Monday, November 7, 2016

Spring Gardening



Spring is certainly springing around here, although it could be warmer down here in the chilly south. I have mustard greens growing madly. What does one even do with mustard greens? Anyone?


Baby peas with their tiny tendrils waving about as they twine around the pea sticks (apricot tree prunings).



While walking the dog on the river path the other day I found a huge patch of native river mint, so I brought some home in a doggy bag! While I was planting it (in a tub. Mint will take over the whole world if you let it..) I also took the opportunity to take my common mint, Moroccan mint and round leafed native mint out of their too small pots and pop them in the tub too, so they can all fight it out together. May the best mint win! I will keep the tub under the garden tap so it gets all the moisture that the mint family loves. In the garden I have also found woolly apple mint, so I think we have the
mint family nicely represented here at Chez Blueday.

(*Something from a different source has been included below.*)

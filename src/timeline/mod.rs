pub(crate) mod assembler;
pub(crate) mod config;
pub(crate) mod observer;
pub(crate) mod plan;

Due to an exceptionally wet spring we have an exceptionally enthusiastic snail population this year, and I have been struggling to keep my direct seeded baby plants uneaten, so I have taken the drastic step of planting seeds indoors. Gasp! This is not something I normally do, due to its requirement of constant and consistent watering and maintenance, but needs must.


I have found that wooden clothes pegs make excellent seed markers. I have been doing my seed planting on the kitchen table, using a spoon to add soil to pots. This is much more convenient than crouching over seed trays in a windy garden. I can see why people build potting sheds.. but why bother when you have a perfectly serviceable kitchen table? I am sure hardly anyone has noticed the potting mixture all over the floor..


Made a trellis for cucumbers and melons out of tomato stakes, apricot tree prunings and string. Projects that involve string and sticks are absolutely my level of DIY. We will call it rustic upcycling shall we?

What are your spring (or autumn) garden projects? Or are you the type of person who feels that gardening is best left to Other People (much like me and DIY)..

4 comments:

Cherokee Organics said...

Hi Jo. Your place is looking really good and I notice that you have Australian yellow leaved lettuce next to your green mustard plants. Both are yum, but the mustard only gets hotter the longer you leave it. Shortly you will enjoy green mustard brain pain! It is quite tasty too and is usually consumed fresh - check for cabbage moth grubs as the season goes on though. There are so many good ideas in your garden. I liked the seedling pots particularly as they reduce transplant shock! :-)! If I were smarter, I would have used those for the ongoing tomato dramas here. The peas around the cuttings are a great idea too. I never would have thought of that. Clothes pegs are a good idea too, which I probably should have used this afternoon as I watched some of the clothes blow away in the warm winds... Fortunately I found them all before it rained this afternoon... Melons. I'm trying them here too - sweet Siberian - so fingers crossed. Cheers. Chris

lucindasans said...

I can feel the life energy bursting in your garden. And all your bustling energy. I finally accepted my limited time and hired a man to get my front garden in control. Now I can see everything, I will plant some plants to replace the bamboo and wandering Jew.

I have never had success with mint. In my last house, where I gardened and other things grew beautifully, mint just wouldn't thrive. Even after multiple attempts.

Jo said...

Chris, the lettuce is a local strain bred by a nearby seed merchant. It is called Slo-Bolt lettuce, and it certainly lives up to its name. If well watered it crops for months. I save lots of seed from this one!

Lucinda, I had a gardener for a year or so after baby no. 4 was born. It was bliss!! He came every fortnight and slowly worked through all the jobs that had been piling up for years:)

GretchenJoanna said...

Your rustic upcycling is inspiring. I saved a couple of branches pruned from my plum trees, hoping to use them for trellising my peas, but they wouldn't fit in the boxes. Maybe when my trees get bigger I can glean better-shaped clippings - I want to do this because the tidier system I used takes too much time to accomplish, and because I think your way provides a kind of support that the peas take to better :-)

This is a rare occurrence, when you and I are doing the same thing in our gardens at once! All my peas will quietly send down their roots through the winter, and not look above ground as though they are doing much - then suddenly in February they will shoot up and start bearing. During the winter the snails can decimate them when I'm not looking, but having these raised bed boxes has reduced that problem so far.